Et si, le temps d’une lecture, vous remontiez à l’époque où Lodève était encore un des fleurons de l’industrie textile ? Le voyage en vaut la peine. Venez avec moi, nous avons rendez-vous au bord de la Lergue, là où deux bâtiments se font face, encore reliés par une passerelle témoignant de leur passé commun. Oui c’est sur la route qui longe la rivière après le cimetière, sur le site des Moulinages. Vous ne pouvez pas vous tromper. Sur une des façades, l’inscription 1641 à 1941 rappelle que trois siècles durant, une partie de l’histoire textile et industrielle de la région s’est écrite ici, derrière ces façades aujourd’hui éteintes. 

Ils sont une trentaine à être venus au rendez-vous, comme vous. Eux sont émus, le temps les a courbés, parfois ils clopinent. Les femmes ont les joues poudrées. Un regard noisette pétille sur une silhouette allumette. Elle avoue 84 ans. Elle s’excuse. Elle ne se situe plus très bien dans le temps. Ici, ailleurs, elle a toujours travaillé dans le textile, elle et son mari, l’homme aux cheveux blancs avec une queue de cheval, qu’elle désigne du doigt :

– Il faudrait voir avec lui pour les dates. 

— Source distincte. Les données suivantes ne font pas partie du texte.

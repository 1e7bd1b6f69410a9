//! Batch analysis: resumes scored and matched against one job role

use crate::error::Result;
use crate::input::InputManager;
use crate::processing::catalog::JobCatalog;
use crate::processing::embeddings::{cosine_similarity, similarity_score, Embedder};
use crate::processing::extraction::CandidateExtractor;
use crate::processing::skills::JobSkillSet;
use crate::storage::{CandidateStore, NewCandidate, SessionSnapshot};
use indicatif::ProgressBar;
use log::{debug, info, warn};
use serde::{Deserialize, Serialize};
use std::path::{Path, PathBuf};
use std::time::Instant;

/// One row of the ranked results table. Field names are the CSV headers.
#[derive(Debug, Clone, PartialEq, Serialize, Deserialize)]
pub struct AnalysisRow {
    #[serde(rename = "Name")]
    pub name: String,
    #[serde(rename = "Email")]
    pub email: String,
    #[serde(rename = "Phone")]
    pub phone: String,
    #[serde(rename = "Resume")]
    pub resume: String,
    #[serde(rename = "Similarity")]
    pub similarity: f64,
    #[serde(rename = "Matched Skills")]
    pub matched_skills: String,
    #[serde(rename = "Skill Gaps")]
    pub skill_gaps: String,
}

/// A document left out of the results, with the reason
#[derive(Debug, Clone, PartialEq)]
pub struct SkippedDocument {
    pub resume: String,
    pub reason: String,
}

#[derive(Debug, Clone)]
pub struct BatchReport {
    pub job_category: String,
    pub role: String,
    /// Best match first
    pub rows: Vec<AnalysisRow>,
    pub skipped: Vec<SkippedDocument>,
    pub embedder: String,
    pub processing_time_ms: u64,
}

impl BatchReport {
    pub fn to_snapshot(&self) -> SessionSnapshot {
        SessionSnapshot::new(&self.job_category, &self.role, self.rows.clone())
    }
}

#[derive(Debug, Clone)]
pub enum BatchOutcome {
    /// No documents were supplied
    Empty,
    /// Every document was skipped; nothing was stored
    NothingProcessed { skipped: Vec<SkippedDocument> },
    Completed(BatchReport),
}

/// Job-side inputs computed once per batch
pub struct JobTarget {
    pub job_category: String,
    pub role: String,
    pub skills: JobSkillSet,
    pub embedding: Vec<f32>,
}

/// Owns the embedder and the store for the lifetime of the process.
pub struct AnalysisService {
    embedder: Box<dyn Embedder>,
    store: CandidateStore,
    catalog: JobCatalog,
    extractor: CandidateExtractor,
    input: InputManager,
}

impl AnalysisService {
    pub fn new(embedder: Box<dyn Embedder>, store: CandidateStore, catalog: JobCatalog) -> Self {
        Self {
            embedder,
            store,
            catalog,
            extractor: CandidateExtractor::new(),
            input: InputManager::new(),
        }
    }

    pub fn catalog(&self) -> &JobCatalog {
        &self.catalog
    }

    pub fn store(&self) -> &CandidateStore {
        &self.store
    }

    pub fn embedder_name(&self) -> &str {
        self.embedder.name()
    }

    /// Validate the role and prepare its skill tokens and embedding
    pub fn job_target(&self, job_category: &str, role: &str) -> Result<JobTarget> {
        self.catalog.validate(job_category, role)?;

        let description = self.catalog.skill_text(role);
        if description.is_empty() {
            warn!("Role '{}' has no skill description; no skills will be matched", role);
        }

        Ok(JobTarget {
            job_category: job_category.to_string(),
            role: role.to_string(),
            skills: JobSkillSet::from_description(self.extractor.tokenizer(), description),
            embedding: self.embedder.embed(description)?,
        })
    }

    /// Score and match one resume text against the target role
    pub fn analyze_text(&self, target: &JobTarget, resume: &str, text: &str) -> Result<AnalysisRow> {
        let resume_embedding = self.embedder.embed(text)?;
        let similarity = similarity_score(cosine_similarity(&target.embedding, &resume_embedding)?);

        let candidate = self.extractor.extract(text);
        let result = target.skills.detect_gaps(&candidate.skills);
        debug!(
            "{}: similarity {:.2}, {} matched, {} gaps",
            resume,
            similarity,
            result.matched.len(),
            result.gaps.len()
        );

        Ok(AnalysisRow {
            name: candidate.name,
            email: candidate.email,
            phone: candidate.phone,
            resume: resume.to_string(),
            similarity,
            matched_skills: result.matched_joined(),
            skill_gaps: result.gaps_joined(),
        })
    }

    /// Analyze a batch of resume files for one role.
    ///
    /// Each processed document is appended to the store. Documents that
    /// cannot be read or contain no text are skipped, not fatal.
    pub async fn analyze_batch(
        &mut self,
        job_category: &str,
        role: &str,
        paths: &[PathBuf],
        progress: &ProgressBar,
    ) -> Result<BatchOutcome> {
        if paths.is_empty() {
            return Ok(BatchOutcome::Empty);
        }

        let start_time = Instant::now();
        let target = self.job_target(job_category, role)?;
        info!(
            "Analyzing {} resume(s) for the {} role with {} embeddings",
            paths.len(),
            role,
            self.embedder.name()
        );

        let mut rows = Vec::new();
        let mut skipped = Vec::new();

        for path in paths {
            let resume = display_name(path);
            progress.set_message(resume.clone());

            match self.read_document(path).await {
                Ok(text) if !text.trim().is_empty() => {
                    let row = self.analyze_text(&target, &resume, &text)?;
                    self.store.append(&row.to_new_candidate(&target)).await?;
                    rows.push(row);
                }
                Ok(_) => {
                    warn!("Skipping {}: no text could be extracted", resume);
                    skipped.push(SkippedDocument {
                        resume,
                        reason: "no text could be extracted".to_string(),
                    });
                }
                Err(e) => {
                    warn!("Skipping {}: {}", resume, e);
                    skipped.push(SkippedDocument {
                        resume,
                        reason: e.to_string(),
                    });
                }
            }

            progress.inc(1);
        }

        if rows.is_empty() {
            return Ok(BatchOutcome::NothingProcessed { skipped });
        }

        rank(&mut rows);

        Ok(BatchOutcome::Completed(BatchReport {
            job_category: target.job_category,
            role: target.role,
            rows,
            skipped,
            embedder: self.embedder.name().to_string(),
            processing_time_ms: start_time.elapsed().as_millis() as u64,
        }))
    }

    async fn read_document(&mut self, path: &Path) -> Result<String> {
        self.input.extract_text(path).await
    }

    /// Release the store connection
    pub async fn close(self) {
        self.store.close().await;
    }
}

impl AnalysisRow {
    fn to_new_candidate(&self, target: &JobTarget) -> NewCandidate {
        NewCandidate {
            name: self.name.clone(),
            email: self.email.clone(),
            phone: self.phone.clone(),
            filename: self.resume.clone(),
            job_category: target.job_category.clone(),
            role: target.role.clone(),
            similarity: self.similarity,
            matched_skills: self.matched_skills.clone(),
            skill_gaps: self.skill_gaps.clone(),
        }
    }
}

/// Sort by similarity, highest first; ties keep their input order
pub fn rank(rows: &mut [AnalysisRow]) {
    rows.sort_by(|a, b| b.similarity.total_cmp(&a.similarity));
}

fn display_name(path: &Path) -> String {
    path.file_name()
        .map(|name| name.to_string_lossy().to_string())
        .unwrap_or_else(|| path.display().to_string())
}
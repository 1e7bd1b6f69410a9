//! Error handling for the resume screener

use thiserror::Error;

#[derive(Error, Debug)]
pub enum ScreenerError {
    #[error("IO error: {0}")]
    Io(#[from] std::io::Error),

    #[error("PDF extraction error: {0}")]
    PdfExtraction(String),

    #[error("DOCX extraction error: {0}")]
    DocxExtraction(String),

    #[error("Embedding generation error: {0}")]
    Embedding(String),

    #[error("Model error: {0}")]
    ModelError(String),

    #[error("Configuration error: {0}")]
    Configuration(String),

    #[error("Serialization error: {0}")]
    Serialization(#[from] serde_json::Error),

    #[error("CSV error: {0}")]
    Csv(#[from] csv::Error),

    #[error("Database error: {0}")]
    Database(#[from] sqlx::Error),

    #[error("Invalid input: {0}")]
    InvalidInput(String),

    #[error("Invalid credentials. Try again.")]
    Authentication,

    #[error("Processing error: {0}")]
    Processing(String),
}

pub type Result<T> = std::result::Result<T, ScreenerError>;

/// Convert anyhow errors (model2vec surfaces these) to our custom error type
impl From<anyhow::Error> for ScreenerError {
    fn from(err: anyhow::Error) -> Self {
        ScreenerError::ModelError(err.to_string())
    }
}
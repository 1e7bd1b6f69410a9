//! Input manager for handling different file types

use crate::error::{Result, ScreenerError};
use crate::input::file_detector::FileType;
use crate::input::text_extractor::{
    DocxExtractor, MarkdownExtractor, PdfExtractor, PlainTextExtractor, TextExtractor,
};
use log::{debug, info};
use std::collections::HashMap;
use std::path::Path;

pub struct InputManager {
    cache: HashMap<String, String>,
    enable_cache: bool,
}

impl Default for InputManager {
    fn default() -> Self {
        Self::new()
    }
}

impl InputManager {
    pub fn new() -> Self {
        Self {
            cache: HashMap::new(),
            enable_cache: true,
        }
    }

    pub fn with_cache(mut self, enable: bool) -> Self {
        self.enable_cache = enable;
        self
    }

    pub async fn extract_text(&mut self, path: &Path) -> Result<String> {
        let path_str = path.to_string_lossy().to_string();

        if self.enable_cache {
            if let Some(cached_text) = self.cache.get(&path_str) {
                debug!("Using cached text for: {}", path.display());
                return Ok(cached_text.clone());
            }
        }

        if !path.exists() {
            return Err(ScreenerError::InvalidInput(format!(
                "File does not exist: {}",
                path.display()
            )));
        }

        let text = match Self::detect_file_type(path) {
            FileType::Pdf => {
                info!("Extracting text from PDF: {}", path.display());
                PdfExtractor.extract(path).await?
            }
            FileType::Docx => {
                info!("Extracting text from DOCX: {}", path.display());
                DocxExtractor.extract(path).await?
            }
            FileType::Text => {
                info!("Reading plain text file: {}", path.display());
                PlainTextExtractor.extract(path).await?
            }
            FileType::Markdown => {
                info!("Processing markdown file: {}", path.display());
                MarkdownExtractor.extract(path).await?
            }
            FileType::Unknown => {
                info!("Reading {} as plain text", path.display());
                PlainTextExtractor.extract(path).await?
            }
        };

        if self.enable_cache {
            self.cache.insert(path_str, text.clone());
        }

        Ok(text)
    }

    pub fn detect_file_type(path: &Path) -> FileType {
        path.extension()
            .and_then(|ext| ext.to_str())
            .map(FileType::from_extension)
            .unwrap_or(FileType::Unknown)
    }

    pub fn clear_cache(&mut self) {
        self.cache.clear();
    }

    pub fn cache_size(&self) -> usize {
        self.cache.len()
    }
}
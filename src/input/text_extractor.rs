//! Text extraction from various file formats

use crate::error::{Result, ScreenerError};
use once_cell::sync::Lazy;
use pulldown_cmark::{html, Parser};
use regex::Regex;
use std::io::{Cursor, Read};
use std::path::Path;
use tokio::fs;

static TAG_RE: Lazy<Regex> = Lazy::new(|| Regex::new(r"<[^>]*>").expect("Invalid tag regex"));

// <w:br/>, <w:br w:type="page"/>, <w:cr/>
static DOCX_BREAK_RE: Lazy<Regex> =
    Lazy::new(|| Regex::new(r"<w:(?:br|cr)\b[^>]*/>").expect("Invalid break regex"));

pub trait TextExtractor {
    fn extract(&self, path: &Path) -> impl std::future::Future<Output = Result<String>> + Send;
}

pub struct PdfExtractor;

impl TextExtractor for PdfExtractor {
    async fn extract(&self, path: &Path) -> Result<String> {
        let bytes = fs::read(path).await?;

        let text = pdf_extract::extract_text_from_mem(&bytes).map_err(|e| {
            ScreenerError::PdfExtraction(format!("Failed to extract text from PDF '{}': {}", path.display(), e))
        })?;
        Ok(text)
    }
}

pub struct DocxExtractor;

impl TextExtractor for DocxExtractor {
    async fn extract(&self, path: &Path) -> Result<String> {
        let bytes = fs::read(path).await?;
        self.extract_from_bytes(&bytes).map_err(|e| {
            ScreenerError::DocxExtraction(format!("'{}': {}", path.display(), e))
        })
    }
}

impl DocxExtractor {
    /// Pull the body text out of a DOCX container held in memory
    pub fn extract_from_bytes(&self, bytes: &[u8]) -> Result<String> {
        let mut archive = zip::ZipArchive::new(Cursor::new(bytes))
            .map_err(|e| ScreenerError::DocxExtraction(format!("not a zip container: {}", e)))?;

        let mut document = archive
            .by_name("word/document.xml")
            .map_err(|e| ScreenerError::DocxExtraction(format!("missing word/document.xml: {}", e)))?;

        let mut xml = String::new();
        document.read_to_string(&mut xml)?;

        Ok(Self::xml_to_text(&xml))
    }

    /// One line per paragraph; runs inside a paragraph are concatenated.
    pub fn xml_to_text(xml: &str) -> String {
        let text = xml.replace("</w:p>", "\n").replace("<w:tab/>", "\t");
        let text = DOCX_BREAK_RE.replace_all(&text, "\n");
        let stripped = TAG_RE.replace_all(&text, "");

        decode_entities(&stripped)
            .lines()
            .map(str::trim_end)
            .filter(|line| !line.trim().is_empty())
            .collect::<Vec<_>>()
            .join("\n")
    }
}

pub struct PlainTextExtractor;

impl TextExtractor for PlainTextExtractor {
    async fn extract(&self, path: &Path) -> Result<String> {
        let bytes = fs::read(path).await?;
        // undecodable bytes are dropped rather than failing the document
        Ok(String::from_utf8_lossy(&bytes).replace('\u{FFFD}', ""))
    }
}

pub struct MarkdownExtractor;

impl TextExtractor for MarkdownExtractor {
    async fn extract(&self, path: &Path) -> Result<String> {
        let markdown_content = PlainTextExtractor.extract(path).await?;

        let parser = Parser::new(&markdown_content);
        let mut html_output = String::new();
        html::push_html(&mut html_output, parser);

        Ok(self.html_to_text(&html_output))
    }
}

impl MarkdownExtractor {
    fn html_to_text(&self, html: &str) -> String {
        let text = html.replace("<br>", "\n").replace("</p>", "\n\n");

        let clean_text = decode_entities(&TAG_RE.replace_all(&text, ""));

        let lines: Vec<String> = clean_text
            .lines()
            .map(|line| line.trim().to_string())
            .filter(|line| !line.is_empty())
            .collect();

        lines.join("\n")
    }
}

fn decode_entities(text: &str) -> String {
    text.replace("&nbsp;", " ")
        .replace("&lt;", "<")
        .replace("&gt;", ">")
        .replace("&quot;", "\"")
        .replace("&#39;", "'")
        .replace("&apos;", "'")
        .replace("&amp;", "&")
}

#[cfg(test)]
mod tests {
    use super::*;
    use std::io::Write;
    use zip::write::FileOptions;

    fn build_docx(document_xml: &str) -> Vec<u8> {
        let mut writer = zip::ZipWriter::new(Cursor::new(Vec::new()));
        writer
            .start_file("word/document.xml", FileOptions::default())
            .unwrap();
        writer.write_all(document_xml.as_bytes()).unwrap();
        writer.finish().unwrap().into_inner()
    }

    #[test]
    fn test_docx_xml_to_text() {
        let xml = r#"<w:document><w:body><w:p><w:r><w:t>Jane Doe</w:t></w:r></w:p><w:p><w:r><w:t>Skills:</w:t></w:r><w:r><w:tab/><w:t>Rust &amp; SQL</w:t></w:r></w:p></w:body></w:document>"#;
        assert_eq!(DocxExtractor::xml_to_text(xml), "Jane Doe\nSkills:\tRust & SQL");
    }

    #[test]
    fn test_docx_breaks_separate_words() {
        let xml = r#"<w:p><w:r><w:t>Python</w:t><w:br w:type="page"/><w:t>SQL</w:t><w:cr/><w:t>Docker</w:t><w:br/><w:t>Linux</w:t></w:r></w:p>"#;
        assert_eq!(DocxExtractor::xml_to_text(xml), "Python\nSQL\nDocker\nLinux");
    }

    #[test]
    fn test_docx_from_bytes() {
        let bytes = build_docx(r#"<w:document><w:body><w:p><w:r><w:t>Ada Lovelace</w:t></w:r></w:p></w:body></w:document>"#);
        let text = DocxExtractor.extract_from_bytes(&bytes).unwrap();
        assert_eq!(text, "Ada Lovelace");
    }

    #[test]
    fn test_docx_rejects_plain_bytes() {
        let result = DocxExtractor.extract_from_bytes(b"not a zip file");
        assert!(matches!(result, Err(ScreenerError::DocxExtraction(_))));
    }

    #[test]
    fn test_markdown_html_to_text() {
        let html = "<h2>Skills</h2>\n<p><strong>Rust</strong> &amp; Go</p>\n";
        assert_eq!(MarkdownExtractor.html_to_text(html), "Skills\nRust & Go");
    }
}
//! Job-description skill tokens and skill-gap detection

use crate::processing::extraction::SkillTokenizer;
use serde::{Deserialize, Serialize};
use std::collections::HashSet;

/// Ordered skill tokens of a job description. Duplicates are kept so that
/// downstream listings follow the description's own order.
#[derive(Debug, Clone, PartialEq, Eq, Default, Serialize, Deserialize)]
pub struct JobSkillSet {
    tokens: Vec<String>,
}

impl JobSkillSet {
    pub fn from_description(tokenizer: &SkillTokenizer, description: &str) -> Self {
        Self {
            tokens: tokenizer.tokenize(description),
        }
    }

    pub fn tokens(&self) -> &[String] {
        &self.tokens
    }

    pub fn len(&self) -> usize {
        self.tokens.len()
    }

    pub fn is_empty(&self) -> bool {
        self.tokens.is_empty()
    }

    /// Split the job tokens into those the candidate has and those missing.
    pub fn detect_gaps(&self, candidate_skills: &HashSet<String>) -> MatchResult {
        let (matched, gaps): (Vec<String>, Vec<String>) = self
            .tokens
            .iter()
            .cloned()
            .partition(|token| candidate_skills.contains(token));

        MatchResult { matched, gaps }
    }
}

#[derive(Debug, Clone, PartialEq, Eq, Default, Serialize, Deserialize)]
pub struct MatchResult {
    pub matched: Vec<String>,
    pub gaps: Vec<String>,
}

impl MatchResult {
    pub fn matched_joined(&self) -> String {
        self.matched.join(", ")
    }

    pub fn gaps_joined(&self) -> String {
        self.gaps.join(", ")
    }
}

/// Split a comma-joined skill column back into trimmed, non-empty tokens
pub fn split_joined(joined: &str) -> impl Iterator<Item = &str> {
    joined.split(',').map(str::trim).filter(|s| !s.is_empty())
}
use crate::{
	config::Config,
	dynamo::DynamoTokenDB,
	error::Result,
	platform::Platform,
	push::PushProvider,
	token::{DeviceToken, TokenDB, TokenEntry},
};
use std::sync::Arc;
use tracing::instrument;

/// Bridges the device's push identity to the per-user token record.
///
/// Every public operation is best effort: failures are logged and turned
/// into a default value, nothing is returned to the caller as an error.
pub struct TokenSync {
	push: Arc<dyn PushProvider>,
	tokens: Arc<dyn TokenDB>,
	platform: Platform,
}

impl TokenSync {
	#[must_use]
	pub fn new(
		push: Arc<dyn PushProvider>,
		tokens: Arc<dyn TokenDB>,
		platform: Platform,
	) -> Self {
		Self {
			push,
			tokens,
			platform,
		}
	}

	/// uses dynamodb as configured in `config`
	///
	/// # Errors
	/// fails if the store is not reachable or the table is missing
	pub async fn connect(
		config: &Config,
		push: Arc<dyn PushProvider>,
	) -> Result<Self> {
		let tokens = DynamoTokenDB::from_config(config).await?;
		Ok(Self::new(push, Arc::new(tokens), config.platform))
	}

	#[must_use]
	pub const fn platform(&self) -> Platform {
		self.platform
	}

	/// `true` if notifications may be shown, only ios actually asks
	#[instrument(skip(self), fields(platform = %self.platform))]
	pub async fn request_permission(&self) -> bool {
		if !self.platform.requires_consent() {
			return true;
		}

		match self.push.request_permission().await {
			Ok(status) => {
				tracing::info!("authorization status: {}", status);
				status.is_enabled()
			}
			Err(e) => {
				tracing::error!("error requesting permission: {}", e);
				false
			}
		}
	}

	/// registers the device and stores its token under `user_id`
	#[instrument(skip(self))]
	pub async fn save_token(&self, user_id: Option<&str>) {
		let user_id = match user_id {
			Some(id) if !id.is_empty() => id,
			_ => return,
		};

		if let Err(e) = self.try_save_token(user_id).await {
			tracing::error!("error saving token: {}", e);
		}
	}

	async fn try_save_token(&self, user_id: &str) -> Result<()> {
		if self.platform.requires_consent() {
			let enabled = self.request_permission().await;
			tracing::debug!("permission enabled: {}", enabled);

			if !enabled {
				tracing::warn!("permission not granted");
				return Ok(());
			}
		}

		self.push.register_device_for_remote_messages().await?;
		let token = self.push.get_token().await?;

		tracing::debug!("token: {:?}", token);

		if let Some(token) = token.filter(|token| !token.is_empty()) {
			self.tokens
				.set(DeviceToken {
					user_id: user_id.to_string(),
					token,
					platform: self.platform,
				})
				.await?;
		}

		// logged even when the provider had no token to store
		tracing::info!("token-saved: {}", user_id);

		Ok(())
	}

	#[instrument(skip(self))]
	pub async fn remove_token(&self, user_id: &str) {
		match self.tokens.delete(user_id).await {
			Ok(()) => tracing::info!("token-removed"),
			Err(e) => tracing::error!("error removing token: {}", e),
		}
	}

	/// every stored token in store order, empty if the store failed
	#[instrument(skip(self))]
	pub async fn list_tokens(&self) -> Vec<TokenEntry> {
		match self.tokens.get_all().await {
			Ok(entries) => {
				tracing::info!("tokens-retrieved: {}", entries.len());
				entries
			}
			Err(e) => {
				tracing::error!("error getting tokens: {}", e);
				Vec::new()
			}
		}
	}
}
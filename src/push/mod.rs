mod in_memory;

pub use in_memory::{InMemoryPushProvider, PushCalls};

use crate::error::Result;
use async_trait::async_trait;
use strum::Display;

/// notification authorization as reported by the push provider
#[derive(Debug, Copy, Clone, PartialEq, Eq, Display)]
pub enum AuthorizationStatus {
	NotDetermined,
	Denied,
	Authorized,
	Provisional,
	Ephemeral,
}

impl AuthorizationStatus {
	/// provisional authorization delivers quietly but still counts as granted
	#[must_use]
	pub const fn is_enabled(self) -> bool {
		matches!(self, Self::Authorized | Self::Provisional)
	}
}

#[async_trait]
pub trait PushProvider: Send + Sync {
	async fn request_permission(&self) -> Result<AuthorizationStatus>;
	async fn register_device_for_remote_messages(&self) -> Result<()>;
	/// `None` or an empty string if the provider has no token yet
	async fn get_token(&self) -> Result<Option<String>>;
}
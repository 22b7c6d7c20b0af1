use super::{AuthorizationStatus, PushProvider};
use crate::error::Result;
use async_trait::async_trait;
use std::sync::Arc;
use tokio::sync::Mutex;

#[derive(Debug, Default, Clone, Copy, PartialEq, Eq)]
pub struct PushCalls {
	pub permission: usize,
	pub registration: usize,
	pub token: usize,
}

/// answers with a fixed status and token, counting every call
pub struct InMemoryPushProvider {
	pub status: AuthorizationStatus,
	pub token: Option<String>,
	pub calls: Arc<Mutex<PushCalls>>,
}

impl InMemoryPushProvider {
	#[must_use]
	pub fn new(status: AuthorizationStatus, token: Option<&str>) -> Self {
		Self {
			status,
			token: token.map(ToString::to_string),
			calls: Arc::default(),
		}
	}

	pub async fn calls(&self) -> PushCalls {
		*self.calls.lock().await
	}
}

impl Default for InMemoryPushProvider {
	fn default() -> Self {
		Self::new(AuthorizationStatus::Authorized, None)
	}
}

#[async_trait]
impl PushProvider for InMemoryPushProvider {
	async fn request_permission(&self) -> Result<AuthorizationStatus> {
		self.calls.lock().await.permission += 1;
		Ok(self.status)
	}

	async fn register_device_for_remote_messages(&self) -> Result<()> {
		self.calls.lock().await.registration += 1;
		Ok(())
	}

	async fn get_token(&self) -> Result<Option<String>> {
		self.calls.lock().await.token += 1;
		Ok(self.token.clone())
	}
}
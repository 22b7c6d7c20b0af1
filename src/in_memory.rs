use crate::{
	error::Result,
	token::{DeviceToken, TokenDB, TokenEntry, TokenRecord},
};
use async_trait::async_trait;
use chrono::Utc;
use std::{collections::HashMap, sync::Arc};
use tokio::sync::Mutex;

#[derive(Default)]
pub struct InMemoryTokenDB {
	pub db: Arc<Mutex<HashMap<String, TokenRecord>>>,
}

#[async_trait]
impl TokenDB for InMemoryTokenDB {
	async fn set(&self, token: DeviceToken) -> Result<()> {
		let mut db = self.db.lock().await;

		db.insert(
			token.user_id.clone(),
			TokenRecord::stamped(token, Utc::now()),
		);

		Ok(())
	}

	async fn delete(&self, user_id: &str) -> Result<()> {
		self.db.lock().await.remove(user_id);
		Ok(())
	}

	async fn get_all(&self) -> Result<Vec<TokenEntry>> {
		let db = self.db.lock().await;
		Ok(db.values().cloned().map(TokenEntry::from).collect())
	}
}

#[cfg(test)]
mod tests {
	use super::*;
	use crate::platform::Platform;
	use pretty_assertions::assert_eq;

	fn device(user_id: &str, token: &str) -> DeviceToken {
		DeviceToken {
			user_id: user_id.to_string(),
			token: token.to_string(),
			platform: Platform::Android,
		}
	}

	#[tokio::test]
	async fn test_set_overwrites() {
		let tokens = InMemoryTokenDB::default();

		tokens.set(device("uid", "first")).await.unwrap();
		tokens.set(device("uid", "second")).await.unwrap();

		let all = tokens.get_all().await.unwrap();
		assert_eq!(all.len(), 1);
		assert_eq!(all[0].token, "second");
	}

	#[tokio::test]
	async fn test_delete_missing_is_ok() {
		let tokens = InMemoryTokenDB::default();

		tokens.set(device("uid", "howdy")).await.unwrap();
		tokens.delete("other").await.unwrap();
		tokens.delete("uid").await.unwrap();

		assert!(tokens.get_all().await.unwrap().is_empty());
	}
}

Comme la femme brindille, ses compagnons de visite ont fait partie de l’histoire du site. Un temps. Ils n’ont pas oublié.  

T’étais pas assise dans l’atelier à gauche en rentrant ?    

– Si

– Alors c’est bien ça, on y était en même temps ! 

Regard étonné puis réplique :

– Mais tu ressemblais pas à ça… 

Écoutez-les parler, leurs voix résonnent étrangement dans ces lieux où ils ont parfois passé 30, 40 ans de leur vie. Ouvriers, ouvrières ou fils ou petits-fils de, contremaîtres, patrons, ils ont été invités à un jeu de mémoire et une visite privée de cette friche qu’ils ont connue à l’état d’usine. Pas n’importe quelle usine : leur usine à une époque qui était aussi la leur, celle du plein emploi pour les uns “tu débauchais à midi d’un poste, ettu rembauchais ailleurs à 14 h”, celle de l’enfance volée pour d’autres.  

“- J’ai commencé ici à 15 ans. 

– Ma grand-mère à 12 ans et demi. 

– Et moi bien plus tôt, dans les jupes de ma mère. A l’époque, les ouvrières plaçaient leurs bébés dans de grandes poches cousues sur leurs jupes pour pouvoir les allaiter pendant qu’elles travaillaient…”.

Sorties des jupes des femmes, combien de générations de paysans, vignerons se sont succédées ici à la fabrication des uniformes de l’armée, des bas, puis des célèbres collants Dim ? En 1978, la marque implante sur le site du Bouldou son usine la plus performante d’Europe, un modèle, une fierté, capable de produire 1,2 millions de collants par semaine. 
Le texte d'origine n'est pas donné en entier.